Look through the material below and give the number of lines where the string "fragments" appears, without any other words.
───── RECORDS SUPPLIED
//! Integration tests for pcdtool.
//!
//! These tests invoke the pcdtool binary as a subprocess against a minimal
//! fixture project. Generated output goes to a per-test temporary directory
//! so the fixture stays pristine.

use std::path::{Path, PathBuf};
use std::process::{Command, Output};

/// Path to the minimal fixture project.
fn fixture_dir() -> PathBuf {
    PathBuf::from(env!("CARGO_MANIFEST_DIR")).join("tests/fixtures/minimal")
}

/// A scratch directory unique to this test process and `name`.
fn scratch_dir(name: &str) -> PathBuf {
    let dir = std::env::temp_dir().join(format!("pcdtool-{}-{name}", std::process::id()));
    let _ = std::fs::remove_dir_all(&dir);
    std::fs::create_dir_all(&dir).expect("failed to create scratch directory");
    dir
}

/// Run pcdtool in `dir` with `args`.
fn pcdtool(dir: &Path, args: &[&str]) -> Output {
    Command::new(env!("CARGO_BIN_EXE_pcdtool"))
        .args(args)
        .current_dir(dir)
        .output()
        .expect("failed to execute pcdtool")
}

fn assert_success(output: &Output, what: &str) -> String {
    let stdout = String::from_utf8_lossy(&output.stdout).into_owned();
    let stderr = String::from_utf8_lossy(&output.stderr);
    assert!(
        output.status.success(),
        "pcdtool {what} failed (exit={:?}):\nstdout:\n{stdout}\nstderr:\n{stderr}",
        output.status.code(),
    );
    stdout
}

/// Write a copy of the fixture platform with `from` replaced by `to`.
fn broken_platform(scratch: &Path, edits: &[(&str, &str)]) -> PathBuf {
    let mut text = std::fs::read_to_string(fixture_dir().join("platform.toml")).unwrap();
    for (from, to) in edits {
        assert!(text.contains(from), "fixture does not contain {from:?}");
        text = text.replacen(from, to, 1);
    }
    let path = scratch.join("platform.toml");
    std::fs::write(&path, text).unwrap();
    path
}

// ---------------------------------------------------------------------------
// Tests
// ---------------------------------------------------------------------------

#[test]
fn check_exits_zero() {
    let output = pcdtool(&fixture_dir(), &["check"]);
    let stdout = assert_success(&output, "check");
    assert!(
        stdout.contains("PCD check passed: 4 token(s) from 2 module(s)"),
        "unexpected output:\n{stdout}"
    );
    assert!(stdout.contains("1 DYNAMIC_EX PCD(s) declared without any module reference"));
}

#[test]
fn modules_lists_fixture_modules() {
    let output = pcdtool(&fixture_dir(), &["-q", "modules"]);
    let stdout = assert_success(&output, "modules");
    let lines: Vec<&str> = stdout.lines().collect();
    assert_eq!(lines, ["MinimalDxe (3 PCD(s))", "MinimalPei (2 PCD(s))"]);
}

#[test]
fn partition_splits_pei_and_dxe() {
    let output = pcdtool(&fixture_dir(), &["-q", "partition"]);
    let stdout = assert_success(&output, "partition");

    let (pei, dxe) = stdout.split_once("DXE PCD database").expect("no DXE section");
    assert!(pei.contains("PEI PCD database (1 token(s))"), "unexpected output:\n{stdout}");
    assert!(pei.contains("[  1] PcdMinimalBootMode"), "unexpected output:\n{stdout}");
    assert!(dxe.contains("[  2] PcdMinimalBoardRevision"), "unexpected output:\n{stdout}");
}

#[test]
fn dump_writes_text_file() {
    let scratch = scratch_dir("dump");
    let path = scratch.join("db.txt");
    let output = pcdtool(&fixture_dir(), &["dump", "-o", path.to_str().unwrap()]);
    assert_success(&output, "dump");

    let text = std::fs::read_to_string(&path).expect("dump file was not written");
    assert!(text.starts_with("PCD memory database: 4 token(s)"));
    assert!(text.contains("module MinimalPei (IA32), package MinimalPkg"));

    let _ = std::fs::remove_dir_all(&scratch);
}

#[test]
fn dump_json_is_valid() {
    let output = pcdtool(&fixture_dir(), &["-q", "dump", "--json"]);
    let stdout = assert_success(&output, "dump --json");

    let value: serde_json::Value = serde_json::from_str(&stdout).expect("dump --json is not JSON");
    let tokens = value.as_array().expect("expected a token array");
    assert_eq!(tokens.len(), 4);
    let boot_mode = tokens
        .iter()
        .find(|t| t["cname"] == "PcdMinimalBootMode")
        .expect("PcdMinimalBootMode missing");
    assert_eq!(boot_mode["sku_data"].as_array().unwrap().len(), 2);
    assert_eq!(boot_mode["producers"][0]["module_name"], "MinimalPei");
}

#[test]
fn dump_json_stdout_is_json_at_every_verbosity() {
    for flags in [&[][..], &["-v"][..]] {
        let mut args = flags.to_vec();
        args.extend(["dump", "--json"]);
        let output = pcdtool(&fixture_dir(), &args);
        let stdout = assert_success(&output, "dump --json");

        let value: serde_json::Value = serde_json::from_str(&stdout)
            .unwrap_or_else(|e| panic!("stdout with {flags:?} is not JSON ({e}):\n{stdout}"));
        assert_eq!(value.as_array().map(Vec::len), Some(4));

        let stderr = String::from_utf8_lossy(&output.stderr);
        assert!(stderr.contains("Preprocessing PCDs of 2 module(s)"), "stderr:\n{stderr}");
    }
}

#[test]
fn autogen_all_writes_module_files() {
    let scratch = scratch_dir("autogen");
    let output = pcdtool(
        &fixture_dir(),
        &["autogen", "--all", "--out-dir", scratch.to_str().unwrap()],
    );
    assert_success(&output, "autogen --all");

    for module in ["MinimalPei", "MinimalDxe"] {
        let header = scratch.join(module).join("AutoGen.h");
        let text = std::fs::read_to_string(&header)
            .unwrap_or_else(|e| panic!("{} not written: {e}", header.display()));
        assert!(text.contains("_PCD_TOKEN_PcdMinimalBootMode"), "{module} header:\n{text}");
        assert!(scratch.join(module).join("AutoGen.c").is_file());
    }
    let dxe_source = std::fs::read_to_string(scratch.join("MinimalDxe/AutoGen.c")).unwrap();
    assert!(dxe_source.contains("_gPcd_FixedAtBuild_PcdMinimalBanner[16]"), "source:\n{dxe_source}");

    let _ = std::fs::remove_dir_all(&scratch);
}

#[test]
fn autogen_unknown_module_fails() {
    let scratch = scratch_dir("autogen-unknown");
    let output = pcdtool(
        &fixture_dir(),
        &["autogen", "--module", "NoSuchModule", "--out-dir", scratch.to_str().unwrap()],
    );
    assert!(!output.status.success());
    let stderr = String::from_utf8_lossy(&output.stderr);
    assert!(stderr.contains("NoSuchModule"), "stderr:\n{stderr}");

    let _ = std::fs::remove_dir_all(&scratch);
}

#[test]
fn check_reports_mismatch_by_pcd_and_module() {
    let scratch = scratch_dir("mismatch");
    // MinimalDxe's copy of the feature flag gets a different token number.
    let platform = broken_platform(&scratch, &[("token = 1\nvalue = \"FALSE\"\n\n[[module.pcd]]\ncname = \"PcdMinimalBootMode\"\ntoken-space = \"gMinimalTokenSpaceGuid\"\nitem-type = \"DYNAMIC\"\ndatum-type = \"UINT8\"\ntoken = 2\nvalue", "token = 9\nvalue = \"FALSE\"\n\n[[module.pcd]]\ncname = \"PcdMinimalBootMode\"\ntoken-space = \"gMinimalTokenSpaceGuid\"\nitem-type = \"DYNAMIC\"\ndatum-type = \"UINT8\"\ntoken = 2\nvalue")]);

    let output = pcdtool(&fixture_dir(), &["--platform", platform.to_str().unwrap(), "check"]);
    assert!(!output.status.success());
    let stderr = String::from_utf8_lossy(&output.stderr);
    assert!(stderr.contains("PcdMinimalDebug"), "stderr:\n{stderr}");
    assert!(stderr.contains("MinimalDxe"), "stderr:\n{stderr}");

    let _ = std::fs::remove_dir_all(&scratch);
}

#[test]
fn collect_reports_all_errors_and_fail_fast_stops() {
    let scratch = scratch_dir("collect");
    let platform = broken_platform(
        &scratch,
        &[
            // FEATURE_FLAG with a non-BOOLEAN type in MinimalPei.
            ("datum-type = \"BOOLEAN\"", "datum-type = \"UINT8\""),
            // The unreferenced DYNAMIC_EX declaration becomes plain DYNAMIC.
            ("item-type = \"DYNAMIC_EX\"", "item-type = \"DYNAMIC\""),
        ],
    );
    let platform = platform.to_str().unwrap();

    let output = pcdtool(&fixture_dir(), &["--platform", platform, "check"]);
    assert!(!output.status.success());
    let stderr = String::from_utf8_lossy(&output.stderr);
    assert!(stderr.contains("2 error(s)"), "stderr:\n{stderr}");
    assert!(stderr.contains("PcdMinimalBoardRevision"), "stderr:\n{stderr}");

    let output = pcdtool(&fixture_dir(), &["--platform", platform, "--fail-fast", "check"]);
    assert!(!output.status.success());
    let stderr = String::from_utf8_lossy(&output.stderr);
    assert!(!stderr.contains("error(s) found"), "stderr:\n{stderr}");
    assert!(stderr.contains("FEATURE_FLAG"), "stderr:\n{stderr}");

    let _ = std::fs::remove_dir_all(&scratch);
}
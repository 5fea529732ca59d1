//! Tool configuration from `pcd.toml` and the platform description.
//!
//! `pcd.toml` marks the project root. Every path in it is relative to that
//! root; command-line flags override its values.

use std::path::{Path, PathBuf};

use anyhow::{Context, Result, bail};
use pcd_core::{ErrorPolicy, PlatformDescription};
use serde::Deserialize;

use crate::cli::Cli;

/// Name of the configuration file that marks a project root.
pub const CONFIG_FILE: &str = "pcd.toml";

const DEFAULT_OUTPUT_DIR: &str = "build/pcd";
const DEFAULT_DUMP_FILE: &str = "PcdDatabase.txt";

/// On-disk layout of `pcd.toml`.
#[derive(Debug, Default, Deserialize)]
#[serde(rename_all = "kebab-case", deny_unknown_fields)]
struct ConfigFile {
    #[serde(default)]
    platform: PlatformSection,
    #[serde(default)]
    preprocess: PreprocessSection,
    #[serde(default)]
    output: OutputSection,
}

#[derive(Debug, Default, Deserialize)]
#[serde(rename_all = "kebab-case", deny_unknown_fields)]
struct PlatformSection {
    /// Platform description, relative to the project root.
    description: Option<PathBuf>,
}

#[derive(Debug, Default, Deserialize)]
#[serde(rename_all = "kebab-case", deny_unknown_fields)]
struct PreprocessSection {
    error_policy: Option<ErrorPolicy>,
}

#[derive(Debug, Default, Deserialize)]
#[serde(rename_all = "kebab-case", deny_unknown_fields)]
struct OutputSection {
    dir: Option<PathBuf>,
    dump_file: Option<PathBuf>,
}

/// Fully resolved tool configuration.
#[derive(Debug, Clone)]
pub struct Config {
    /// Directory holding `pcd.toml` (or the current directory without one).
    pub project_root: PathBuf,
    /// Platform description to preprocess.
    pub platform: PathBuf,
    /// How preprocessing reacts to PCD errors.
    pub error_policy: ErrorPolicy,
    /// Root of generated output.
    pub output_dir: PathBuf,
    /// Where `dump` writes the text dump.
    pub dump_file: PathBuf,
}

impl Config {
    /// Resolve configuration from `pcd.toml` and the command line.
    pub fn load(cli: &Cli) -> Result<Self> {
        let (project_root, file) = match &cli.config {
            Some(path) => {
                let root = path
                    .parent()
                    .map(Path::to_path_buf)
                    .unwrap_or_default();
                (root, read_config_file(path)?)
            }
            None => match find_project_root() {
                Ok(root) => {
                    let file = read_config_file(&root.join(CONFIG_FILE))?;
                    (root, file)
                }
                // A platform given on the command line is enough on its own.
                Err(_) if cli.platform.is_some() => (
                    std::env::current_dir().context("Failed to get current directory")?,
                    ConfigFile::default(),
                ),
                Err(e) => return Err(e),
            },
        };

        Self::resolve(project_root, file, cli)
    }

    fn resolve(project_root: PathBuf, file: ConfigFile, cli: &Cli) -> Result<Self> {
        let platform = match (&cli.platform, file.platform.description) {
            (Some(path), _) => path.clone(),
            (None, Some(path)) => project_root.join(path),
            (None, None) => bail!(
                "no platform description: pass --platform or set [platform] description in {CONFIG_FILE}"
            ),
        };

        let error_policy = if cli.fail_fast {
            ErrorPolicy::AbortOnFirst
        } else {
            file.preprocess.error_policy.unwrap_or_default()
        };

        let output_dir = project_root.join(file.output.dir.unwrap_or_else(|| DEFAULT_OUTPUT_DIR.into()));
        let dump_file = match file.output.dump_file {
            Some(path) => project_root.join(path),
            None => output_dir.join(DEFAULT_DUMP_FILE),
        };

        Ok(Self {
            project_root,
            platform,
            error_policy,
            output_dir,
            dump_file,
        })
    }
}

fn read_config_file(path: &Path) -> Result<ConfigFile> {
    let content = std::fs::read_to_string(path)
        .with_context(|| format!("Failed to read {}", path.display()))?;
    toml::from_str(&content).with_context(|| format!("Failed to parse {}", path.display()))
}

/// Find the project root by walking up from the current directory until a
/// directory containing `pcd.toml` is found.
pub fn find_project_root() -> Result<PathBuf> {
    let dir = std::env::current_dir().context("Failed to get current directory")?;
    find_project_root_from(dir)
}

fn find_project_root_from(mut dir: PathBuf) -> Result<PathBuf> {
    loop {
        if dir.join(CONFIG_FILE).is_file() {
            return Ok(dir);
        }
        if !dir.pop() {
            bail!("Could not find project root (no {CONFIG_FILE} found)");
        }
    }
}

/// Read and parse a TOML platform description.
pub fn load_platform(path: &Path) -> Result<PlatformDescription> {
    let content = std::fs::read_to_string(path)
        .with_context(|| format!("Failed to read platform description {}", path.display()))?;
    toml::from_str(&content)
        .with_context(|| format!("Failed to parse platform description {}", path.display()))
}

/// Print the resolved configuration.
pub fn print_resolved(config: &Config) {
    eprintln!("Configuration:");
    eprintln!("  project root : {}", config.project_root.display());
    eprintln!("  platform     : {}", config.platform.display());
    eprintln!("  error policy : {}", config.error_policy);
    eprintln!("  output dir   : {}", config.output_dir.display());
    eprintln!("  dump file    : {}", config.dump_file.display());
}
//! End-to-end preprocessing of a TOML platform description.
//!
//! Loads a small platform with static, dynamic, HII and DYNAMIC_EX PCDs,
//! builds the memory database, then exercises the queries a code generator
//! would run against it.

use pcd_core::{
    AutogenTarget, ErrorPolicy, MemoryDatabase, PcdError, PcdType, PlatformDescription, SkuValue,
    init_pcd_memory_db_with_platform_info,
};

const PLATFORM: &str = r#"
[guids]
gPlatformTokenSpaceGuid = "9a5163e7-5c29-453c-8000-000000000001"
gSetupVariableGuid = "{0xec87d643, 0xeba4, 0x4bb5, 0xa1, 0xe5, 0x3f, 0x3e, 0x36, 0xb2, 0x0d, 0xa9}"

[[module]]
name = "PlatformPei"
guid = "0x0"
package = "PlatformPkg"
arch = "IA32"
version = "1.0"
module-type = "PEIM"

[[module.pcd]]
cname = "PcdDebugEnable"
token-space = "gPlatformTokenSpaceGuid"
item-type = "FEATURE_FLAG"
datum-type = "BOOLEAN"
token = 1
value = "TRUE"

[[module.pcd]]
cname = "PcdBootTimeout"
token-space = "gPlatformTokenSpaceGuid"
item-type = "DYNAMIC"
datum-type = "UINT16"
token = 2
usage = "ALWAYS_PRODUCED"

[[module]]
name = "PlatformDxe"
package = "PlatformPkg"
arch = "X64"
version = "1.0"
module-type = "DXE_DRIVER"

[[module.pcd]]
cname = "PcdDebugEnable"
token-space = "gPlatformTokenSpaceGuid"
item-type = "FEATURE_FLAG"
datum-type = "BOOLEAN"
token = 1
value = "TRUE"

[[module.pcd]]
cname = "PcdBootTimeout"
token-space = "gPlatformTokenSpaceGuid"
item-type = "DYNAMIC"
datum-type = "UINT16"
token = 2
value = "5"

[[module.pcd]]
cname = "PcdFirmwareVendor"
token-space = "gPlatformTokenSpaceGuid"
item-type = "PATCHABLE_IN_MODULE"
datum-type = "VOID*"
token = 3
value = 'L"Acme"'
max-datum-size = 16

[[dynamic]]
cname = "PcdBootTimeout"
token-space = "gPlatformTokenSpaceGuid"
item-type = "DYNAMIC"
datum-type = "UINT16"
token = 2

[[dynamic.sku]]
id = 0
value = "0x5"

[[dynamic.sku]]
id = 1
variable-name = "{0x0054, 0x0069, 0x006d, 0x0065, 0x006f, 0x0075, 0x0074, 0x0000}"
variable-guid = "gSetupVariableGuid"
variable-offset = "0x4"
hii-default-value = "10"

[[dynamic]]
cname = "PcdPlatformBoardId"
token-space = "gPlatformTokenSpaceGuid"
item-type = "DYNAMIC_EX"
datum-type = "UINT32"
token = "0x100"

[[dynamic.sku]]
id = 0
vpd-offset = "0x20"
"#;

fn load() -> PlatformDescription {
    toml::from_str(PLATFORM).expect("fixture platform should parse")
}

fn preprocess(platform: &PlatformDescription) -> MemoryDatabase {
    let mut db = MemoryDatabase::new();
    init_pcd_memory_db_with_platform_info(&mut db, platform, ErrorPolicy::AbortOnFirst)
        .expect("fixture platform should preprocess cleanly");
    db
}

#[test]
fn builds_database_from_toml() {
    let db = preprocess(&load());
    assert_eq!(db.len(), 4);
    assert_eq!(db.dynamic_records().len(), 2);
    assert_eq!(db.dynamic_ex_tokens().len(), 1);

    let mut names = db.all_module_names();
    names.sort();
    assert_eq!(names, ["PlatformDxe", "PlatformPei"]);
}

#[test]
fn dynamic_sku_data_resolved() {
    let db = preprocess(&load());
    let token = db
        .record_array()
        .into_iter()
        .find(|t| t.cname == "PcdBootTimeout")
        .unwrap();

    assert!(token.is_sku_enable());
    assert!(token.is_hii_enable());
    assert_eq!(token.producers.len(), 1);
    assert_eq!(token.consumers.len(), 1);
    let SkuValue::Hii { variable_offset, default_value, .. } = &token.sku_data[1].value else {
        panic!("SKU 1 should be HII backed");
    };
    assert_eq!(*variable_offset, 4);
    assert_eq!(default_value, "10");
}

#[test]
fn pei_producer_puts_token_in_pei_database() {
    let db = preprocess(&load());
    let (pei, dxe) = db.two_phase_dynamic_record_array();
    let pei: Vec<&str> = pei.iter().map(|t| t.cname.as_str()).collect();
    let dxe: Vec<&str> = dxe.iter().map(|t| t.cname.as_str()).collect();
    assert_eq!(pei, ["PcdBootTimeout"]);
    assert_eq!(dxe, ["PcdPlatformBoardId"]);
}

#[test]
fn autogen_for_module_usages() {
    let db = preprocess(&load());
    let usages = db.usage_instances_by_module_name("platformdxe");
    assert_eq!(usages.len(), 3);

    let mut header = String::new();
    let mut source = String::new();
    for usage in &usages {
        let fragments = usage.generate_autogen(AutogenTarget::Module).unwrap();
        header.push_str(&fragments.header);
        source.push_str(&fragments.source);
    }

    assert!(header.contains("#define _PCD_VALUE_PcdDebugEnable  TRUE"), "header:\n{header}");
    assert!(header.contains("LibPcdGet16(_PCD_TOKEN_PcdBootTimeout)"), "header:\n{header}");
    assert!(header.contains("_PCD_PATCHABLE_PcdFirmwareVendor_SIZE  16"), "header:\n{header}");
    assert!(source.contains("_gPcd_BinaryPatch_PcdFirmwareVendor[16]"), "source:\n{source}");
}

#[test]
fn dump_lists_every_token() {
    let db = preprocess(&load());
    let mut out = Vec::new();
    db.dump_records(&mut out).unwrap();
    let text = String::from_utf8(out).unwrap();
    assert!(text.starts_with("PCD memory database: 4 token(s)"));
    for cname in ["PcdDebugEnable", "PcdBootTimeout", "PcdFirmwareVendor", "PcdPlatformBoardId"] {
        assert!(text.contains(cname), "dump is missing {cname}:\n{text}");
    }
}

#[test]
fn collect_policy_reports_all_problems() {
    let mut platform = load();
    let modules = platform.modules.as_mut().unwrap();
    // Disagreeing dynamic default in one module, undeclared token space in another.
    modules[1].pcds[1].value = Some("6".into());
    modules[0].pcds[0].token_space = Some("gUnknownGuid".into());

    let mut db = MemoryDatabase::new();
    let err = init_pcd_memory_db_with_platform_info(&mut db, &platform, ErrorPolicy::Collect).unwrap_err();
    let PcdError::Multiple(errors) = &err else {
        panic!("expected a collected report, got {err}");
    };
    assert_eq!(errors.len(), 2, "report:\n{err}");
    let report = err.to_string();
    assert!(report.contains("gUnknownGuid"), "report:\n{report}");
    assert!(report.contains("PlatformDxe"), "report:\n{report}");
}

#[test]
fn static_tokens_keep_their_item_type() {
    let db = preprocess(&load());
    for token in db.record_array() {
        match token.cname.as_str() {
            "PcdDebugEnable" => assert_eq!(token.pcd_type, PcdType::FeatureFlag),
            "PcdFirmwareVendor" => {
                assert_eq!(token.pcd_type, PcdType::PatchableInModule);
                assert_eq!(token.datum_size, 16);
            }
            _ => assert!(token.is_dynamic_pcd),
        }
    }
}
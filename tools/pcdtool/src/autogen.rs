//! AutoGen.h / AutoGen.c PCD sections.
//!
//! Collects the fragments of every usage instance a module holds and wraps
//! them into the two files a module build includes.

use std::path::{Path, PathBuf};

use anyhow::{Context, Result, ensure};
use pcd_core::{AutogenTarget, MemoryDatabase};

/// Generated PCD sections for one module.
#[derive(Debug)]
pub struct ModuleAutogen {
    /// Module name as declared by its first usage.
    pub module: String,
    /// Number of PCDs the module uses.
    pub pcd_count: usize,
    /// `AutoGen.h` contents.
    pub header: String,
    /// `AutoGen.c` contents.
    pub source: String,
}

/// Render the PCD sections for `module`.
pub fn render_module(db: &MemoryDatabase, module: &str, target: AutogenTarget) -> Result<ModuleAutogen> {
    let usages = db.usage_instances_by_module_name(module);
    ensure!(!usages.is_empty(), "module '{module}' produces or consumes no PCDs");

    let name = usages[0].usage.module_name.clone();
    let guard = format!("_AUTOGENH_PCD_{}_", c_identifier(&name).to_ascii_uppercase());

    let mut header = format!(
        "// PCD definitions for module {name}.\n\
         // Generated by pcdtool. Do not edit.\n\n\
         #ifndef {guard}\n#define {guard}\n\n"
    );
    let mut source = format!(
        "// PCD globals for module {name}.\n\
         // Generated by pcdtool. Do not edit.\n\n\
         #include \"AutoGen.h\"\n\n"
    );

    for usage in &usages {
        let fragments = usage
            .generate_autogen(target)
            .with_context(|| format!("generating autogen for {} in module {name}", usage.token.cname))?;
        header.push_str(&fragments.header);
        header.push('\n');
        source.push_str(&fragments.source);
    }
    header.push_str(&format!("#endif // {guard}\n"));

    Ok(ModuleAutogen {
        module: name,
        pcd_count: usages.len(),
        header,
        source,
    })
}

/// Write `AutoGen.h` and `AutoGen.c` under `out_dir/<module>/`.
///
/// Returns the module directory.
pub fn write_module(out_dir: &Path, generated: &ModuleAutogen) -> Result<PathBuf> {
    let dir = out_dir.join(&generated.module);
    std::fs::create_dir_all(&dir).with_context(|| format!("Failed to create {}", dir.display()))?;

    let header = dir.join("AutoGen.h");
    std::fs::write(&header, &generated.header)
        .with_context(|| format!("Failed to write {}", header.display()))?;
    let source = dir.join("AutoGen.c");
    std::fs::write(&source, &generated.source)
        .with_context(|| format!("Failed to write {}", source.display()))?;
    Ok(dir)
}

fn c_identifier(name: &str) -> String {
    name.chars()
        .map(|c| if c.is_ascii_alphanumeric() { c } else { '_' })
        .collect()
}
use super::{palette, BlendMode, Canvas};
use crate::SpectrumFrame;

/// Share of the surface height a full-scale bar reaches.
pub const HEIGHT_FRACTION: f32 = 0.9;
/// Bars never shrink below this many CSS pixels.
pub const MIN_BAR_HEIGHT: f32 = 2.0;

const FILL_RATIO: f32 = 0.85;
const OUTLINE_WIDTH: f32 = 2.5;

/// Height of the bar for one spectrum sample.
pub fn bar_height(value: u8, sensitivity: f32, canvas_height: f32) -> f32 {
    let level = (value as f32 / 255.0 * sensitivity).clamp(0.0, 1.0);
    (level * HEIGHT_FRACTION * canvas_height).max(MIN_BAR_HEIGHT)
}

/// One equal-width column per bin, plus an additive outline across the tops.
/// Returns the number of bars drawn.
pub fn draw(canvas: &mut Canvas, frame: &SpectrumFrame, sensitivity: f32) -> usize {
    let count = frame.len();
    if count == 0 {
        return 0;
    }

    let width = canvas.css_width();
    let height = canvas.css_height();
    let column = width / count as f32;
    let mut outline = Vec::with_capacity(count);

    for (index, value) in frame.bins().iter().enumerate() {
        let level = frame.level(index, sensitivity).clamp(0.0, 1.0);
        let bar = bar_height(*value, sensitivity, height);
        let x = index as f32 * column;

        canvas.fill_rect_gradient(
            x,
            height - bar,
            column * FILL_RATIO,
            bar,
            palette::HIGHLIGHT.with_alpha(0.3 + level * 0.7),
            palette::ACCENT.with_alpha(0.08 + level * 0.3),
        );
        outline.push((
            x + column * 0.5,
            height - level * HEIGHT_FRACTION * height,
        ));
    }

    canvas.stroke_polyline(
        &outline,
        OUTLINE_WIDTH,
        palette::ACCENT.with_alpha(0.4),
        BlendMode::Lighter,
    );
    count
}

#[cfg(test)]
mod tests {
    use super::*;

    #[test]
    fn height_is_monotonic_and_floored() {
        for sensitivity in [0.0, 0.5, 1.0, 1.5, 2.0] {
            let mut previous = 0.0;
            for value in 0..=255u8 {
                let height = bar_height(value, sensitivity, 400.0);
                assert!(height >= previous);
                assert!(height >= MIN_BAR_HEIGHT);
                assert!(height <= 400.0 * HEIGHT_FRACTION);
                previous = height;
            }
        }
    }

    #[test]
    fn zero_sensitivity_draws_the_floor() {
        assert_eq!(bar_height(255, 0.0, 400.0), MIN_BAR_HEIGHT);
        assert_eq!(bar_height(0, 2.0, 400.0), MIN_BAR_HEIGHT);
    }

    #[test]
    fn full_scale_reaches_ninety_percent() {
        assert!((bar_height(255, 1.0, 100.0) - 90.0).abs() < 1e-4);
        assert!((bar_height(200, 2.0, 100.0) - 90.0).abs() < 1e-4);
    }

    #[test]
    fn draws_one_bar_per_bin() {
        let mut canvas = Canvas::new(64.0, 32.0, 1.0);
        let frame = SpectrumFrame::from_bins(vec![255; 16]);
        assert_eq!(draw(&mut canvas, &frame, 1.0), 16);
        assert_eq!(draw(&mut canvas, &SpectrumFrame::default(), 1.0), 0);
    }
}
──────────
| ANSWER TO THE EXERCISE |
7